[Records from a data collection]
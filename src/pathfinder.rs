//! A* shortest-path search
//!
//! Movement is 4-directional with unit cost, guided by the Manhattan distance
//! to the end. Every call allocates its own node arena, so any number of
//! searches may run over the same grid at once.

use std::cmp::Ordering;
use std::collections::{BinaryHeap, HashSet};

use log::{debug, trace};

use crate::{Error, Grid, Point};

/// Shortest walkable path from `start` to `end`, both included.
///
/// Returns an empty path when either endpoint is a wall or no route exists.
/// Endpoints outside the grid are rejected with [`Error::OutOfBounds`].
///
/// # Examples
/// ```
/// use prim_maze::{pathfinder, Cell, Maze, Point};
///
/// let maze = Maze::filled(3, 4, Cell::Open).unwrap();
/// let path = pathfinder::search(&maze, Point::new(0, 0), Point::new(2, 3)).unwrap();
/// assert_eq!(path.len(), 6);
/// ```
pub fn search<G: Grid + ?Sized>(grid: &G, start: Point, end: Point) -> Result<Vec<Point>, Error> {
    for point in [start, end] {
        if !grid.contains(point) {
            return Err(Error::OutOfBounds {
                point,
                rows: grid.rows(),
                cols: grid.cols(),
            });
        }
    }
    if !grid.is_walkable(start) || !grid.is_walkable(end) {
        debug!("{start} -> {end}: endpoint is a wall");
        return Ok(Vec::new());
    }

    let mut search = Search::new(grid, end);
    let path = if search.run(start) {
        search.path_to(end)
    } else {
        Vec::new()
    };
    debug!("{start} -> {end}: path of {} cells", path.len());
    Ok(path)
}

/// Per-cell bookkeeping of one search
#[derive(Clone, Debug, Default)]
struct SearchNode {
    walkable: bool,
    /// Best known cost from the start
    g: Option<usize>,
    /// Estimated remaining cost to the end
    h: usize,
    /// Predecessor on the best known path, as an index into the arena
    parent: Option<usize>,
}

/// Open-set entry; `f = g + h` is the priority
#[derive(PartialEq, Eq, Debug)]
struct Entry {
    idx: usize,
    f: usize,
    g: usize,
}

impl Ord for Entry {
    fn cmp(&self, other: &Self) -> Ordering {
        // Reversed on f so the max-heap pops the smallest f first; on ties
        // the deeper node wins, then the lower index.
        other
            .f
            .cmp(&self.f)
            .then(self.g.cmp(&other.g))
            .then(other.idx.cmp(&self.idx))
    }
}

impl PartialOrd for Entry {
    fn partial_cmp(&self, other: &Self) -> Option<Ordering> {
        Some(self.cmp(other))
    }
}

/// Nodes waiting to be expanded.
///
/// A node relaxed while already pending gets a second heap entry; whichever
/// entry is popped first takes it out of `pending`, the other is dropped.
#[derive(Default)]
struct OpenSet {
    heap: BinaryHeap<Entry>,
    pending: HashSet<usize>,
}

impl OpenSet {
    fn push(&mut self, entry: Entry) {
        self.pending.insert(entry.idx);
        self.heap.push(entry);
    }

    /// Most promising pending entry. Its `g` is the node's best cost, since
    /// a later, cheaper entry for the same node sorts ahead of it.
    fn pop(&mut self) -> Option<Entry> {
        while let Some(entry) = self.heap.pop() {
            if self.pending.remove(&entry.idx) {
                return Some(entry);
            }
        }
        None
    }
}

struct Search<'a, G: ?Sized> {
    grid: &'a G,
    end: Point,
    /// One node per cell, row-major
    nodes: Vec<SearchNode>,
    open: OpenSet,
}

impl<'a, G: Grid + ?Sized> Search<'a, G> {
    fn new(grid: &'a G, end: Point) -> Self {
        let nodes = (0..grid.rows())
            .flat_map(|row| (0..grid.cols()).map(move |col| Point::new(row, col)))
            .map(|p| SearchNode {
                walkable: grid.is_walkable(p),
                ..SearchNode::default()
            })
            .collect();
        Self {
            grid,
            end,
            nodes,
            open: OpenSet::default(),
        }
    }

    fn idx(&self, point: Point) -> usize {
        point.row * self.grid.cols() + point.col
    }

    fn point(&self, idx: usize) -> Point {
        Point::new(idx / self.grid.cols(), idx % self.grid.cols())
    }

    /// Expand nodes until the end is popped. Returns whether it was reached.
    fn run(&mut self, start: Point) -> bool {
        let start_idx = self.idx(start);
        let end_idx = self.idx(self.end);
        self.nodes[start_idx].g = Some(0);
        self.nodes[start_idx].h = start.manhattan(self.end);
        self.enqueue(start_idx);

        let (rows, cols) = (self.grid.rows(), self.grid.cols());
        let mut expanded = 0;
        while let Some(Entry { idx: ci, g, .. }) = self.open.pop() {
            if ci == end_idx {
                trace!("reached {} after expanding {expanded} nodes", self.end);
                return true;
            }
            expanded += 1;
            let tentative_g = g + 1;

            for np in self.point(ci).neighbors(rows, cols) {
                let ni = self.idx(np);
                let n = &mut self.nodes[ni];
                if !n.walkable || n.g.is_some_and(|g| tentative_g >= g) {
                    continue;
                }
                n.g = Some(tentative_g);
                n.h = np.manhattan(self.end);
                n.parent = Some(ci);
                self.enqueue(ni);
            }
        }
        trace!("open set exhausted after expanding {expanded} nodes");
        false
    }

    /// Queue a node under its current `f = g + h`
    fn enqueue(&mut self, idx: usize) {
        let node = &self.nodes[idx];
        if let Some(g) = node.g {
            let entry = Entry {
                idx,
                f: g + node.h,
                g,
            };
            self.open.push(entry);
        }
    }

    /// Follow predecessor links back from `to`
    fn path_to(&self, to: Point) -> Vec<Point> {
        let mut path = Vec::new();
        let mut next = Some(self.idx(to));
        while let Some(idx) = next {
            path.push(self.point(idx));
            next = self.nodes[idx].parent;
        }
        path.reverse();
        path
    }
}

#[cfg(test)]
mod tests {
    use std::collections::{HashMap, VecDeque};
    use std::thread;

    use crate::pathfinder::{search, Entry, OpenSet, Search};
    use crate::{Cell, Error, Grid, Maze, MazeGenerator, Point};

    /// Grid without walls
    struct OpenField {
        rows: usize,
        cols: usize,
    }

    impl Grid for OpenField {
        fn rows(&self) -> usize {
            self.rows
        }

        fn cols(&self) -> usize {
            self.cols
        }

        fn is_walkable(&self, point: Point) -> bool {
            self.contains(point)
        }
    }

    /// Breadth-first distance, for checking optimality
    fn bfs_distance(maze: &Maze, start: Point, end: Point) -> Option<usize> {
        let mut dist = HashMap::from([(start, 0)]);
        let mut queue = VecDeque::from([start]);
        while let Some(p) = queue.pop_front() {
            if p == end {
                return dist.get(&p).copied();
            }
            let d = dist[&p];
            for n in p.neighbors(maze.rows(), maze.cols()) {
                if maze.is_walkable(n) && !dist.contains_key(&n) {
                    dist.insert(n, d + 1);
                    queue.push_back(n);
                }
            }
        }
        None
    }

    fn assert_contiguous(grid: &impl Grid, path: &[Point]) {
        assert!(path.iter().all(|&p| grid.is_walkable(p)));
        assert!(
            path.windows(2).all(|w| w[0].manhattan(w[1]) == 1),
            "path jumps: {path:?}"
        );
    }

    #[test]
    fn open_five_by_five() {
        let maze = Maze::filled(5, 5, Cell::Open).unwrap();
        let (start, end) = (Point::new(0, 0), Point::new(4, 4));

        let mut search = Search::new(&maze, end);
        assert!(search.run(start));
        let path = search.path_to(end);

        assert_eq!(path.len(), 9);
        assert_eq!(path.first(), Some(&start));
        assert_eq!(path.last(), Some(&end));
        assert_contiguous(&maze, &path);

        let costs: Vec<_> = path
            .iter()
            .map(|&p| search.nodes[search.idx(p)].g)
            .collect();
        assert_eq!(costs, (0..9usize).map(Some).collect::<Vec<_>>());
        assert_eq!(search.nodes[search.idx(end)].h, 0);
    }

    #[test]
    fn relaxed_node_pops_once_with_its_best_cost() {
        let mut open = OpenSet::default();
        open.push(Entry { idx: 3, f: 10, g: 6 });
        open.push(Entry { idx: 5, f: 9, g: 4 });
        open.push(Entry { idx: 3, f: 8, g: 4 });

        assert_eq!(open.pop(), Some(Entry { idx: 3, f: 8, g: 4 }));
        assert_eq!(open.pop(), Some(Entry { idx: 5, f: 9, g: 4 }));
        assert_eq!(open.pop(), None);
    }

    #[test]
    fn open_field_paths_are_manhattan_optimal() {
        for (rows, cols) in [(1, 1), (1, 8), (8, 1), (6, 11), (30, 20)] {
            let field = OpenField { rows, cols };
            let end = Point::new(rows - 1, cols - 1);
            let path = search(&field, Point::new(0, 0), end).unwrap();

            assert_eq!(path.len(), (rows - 1) + (cols - 1) + 1);
            assert_contiguous(&field, &path);
        }
    }

    #[test]
    fn single_cell_grid() {
        let maze = Maze::filled(1, 1, Cell::Open).unwrap();
        let origin = Point::new(0, 0);
        assert_eq!(search(&maze, origin, origin), Ok(vec![origin]));
    }

    #[test]
    fn walled_off_end_is_not_found() {
        let maze = Maze::parse(concat!(
            "S #.\n",
            "  ##\n",
            "  #E",
        ))
        .unwrap();
        let path = search(&maze, maze.start().unwrap(), maze.end().unwrap()).unwrap();
        assert!(path.is_empty());
    }

    #[test]
    fn separate_region_is_not_found() {
        let maze = Maze::parse(concat!(
            "S  #   \n",
            "   # E \n",
            "   #   ",
        ))
        .unwrap();
        let path = search(&maze, maze.start().unwrap(), maze.end().unwrap()).unwrap();
        assert!(path.is_empty());
    }

    #[test]
    fn wall_endpoints_give_empty_path() {
        let maze = Maze::parse("  #\n#  ").unwrap();
        assert_eq!(search(&maze, Point::new(0, 2), Point::new(1, 2)), Ok(vec![]));
        assert_eq!(search(&maze, Point::new(0, 0), Point::new(1, 0)), Ok(vec![]));
    }

    #[test]
    fn out_of_bounds_endpoints_fail() {
        let maze = Maze::filled(3, 3, Cell::Open).unwrap();
        assert_eq!(
            search(&maze, Point::new(3, 0), Point::new(0, 0)),
            Err(Error::OutOfBounds {
                point: Point::new(3, 0),
                rows: 3,
                cols: 3
            })
        );
        assert!(matches!(
            search(&maze, Point::new(0, 0), Point::new(0, 7)),
            Err(Error::OutOfBounds { .. })
        ));
    }

    #[test]
    fn shortest_route_wins_in_grids_with_loops() {
        let layouts = [
            concat!(
                "S     #     \n",
                " #### # ### \n",
                " #    #   # \n",
                " # ###### # \n",
                " #        #E\n",
                " ########## ",
            ),
            concat!(
                "S          \n",
                " ######### \n",
                " #       # \n",
                " # ##### # \n",
                "   #   #  E\n",
                " ###   ### ",
            ),
            concat!(
                "    #    \n",
                " ## # ## \n",
                " #  S  # \n",
                " # ### # \n",
                "    E    ",
            ),
        ];
        for text in layouts {
            let maze = Maze::parse(text).unwrap();
            let (start, end) = (maze.start().unwrap(), maze.end().unwrap());
            let path = search(&maze, start, end).unwrap();

            let expected = bfs_distance(&maze, start, end).unwrap();
            assert_eq!(path.len(), expected + 1, "suboptimal path in\n{text}");
            assert_eq!(path.first(), Some(&start));
            assert_eq!(path.last(), Some(&end));
            assert_contiguous(&maze, &path);
        }
    }

    #[test]
    fn grid_is_left_untouched() {
        let maze = Maze::parse("S  \n # \n  E").unwrap();
        let before = maze.clone();
        search(&maze, Point::new(0, 0), Point::new(2, 2)).unwrap();
        assert_eq!(maze, before);
    }

    #[test]
    fn concurrent_searches_share_one_maze() {
        let mut gen = MazeGenerator::new(31, 41, Some(11)).unwrap();
        gen.generate();
        let maze = gen.maze();
        let (start, end) = (gen.start().unwrap(), gen.end().unwrap());
        let expected = search(maze, start, end).unwrap();

        thread::scope(|s| {
            let handles: Vec<_> = (0..4)
                .map(|_| s.spawn(|| search(maze, start, end)))
                .collect();
            for handle in handles {
                assert_eq!(handle.join().unwrap(), Ok(expected.clone()));
            }
        });
    }
}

§ **The task**
For the word "crate", please say how many lines in the entries hold it, with only the number as the reply.

§ **Solution for this exercise**
3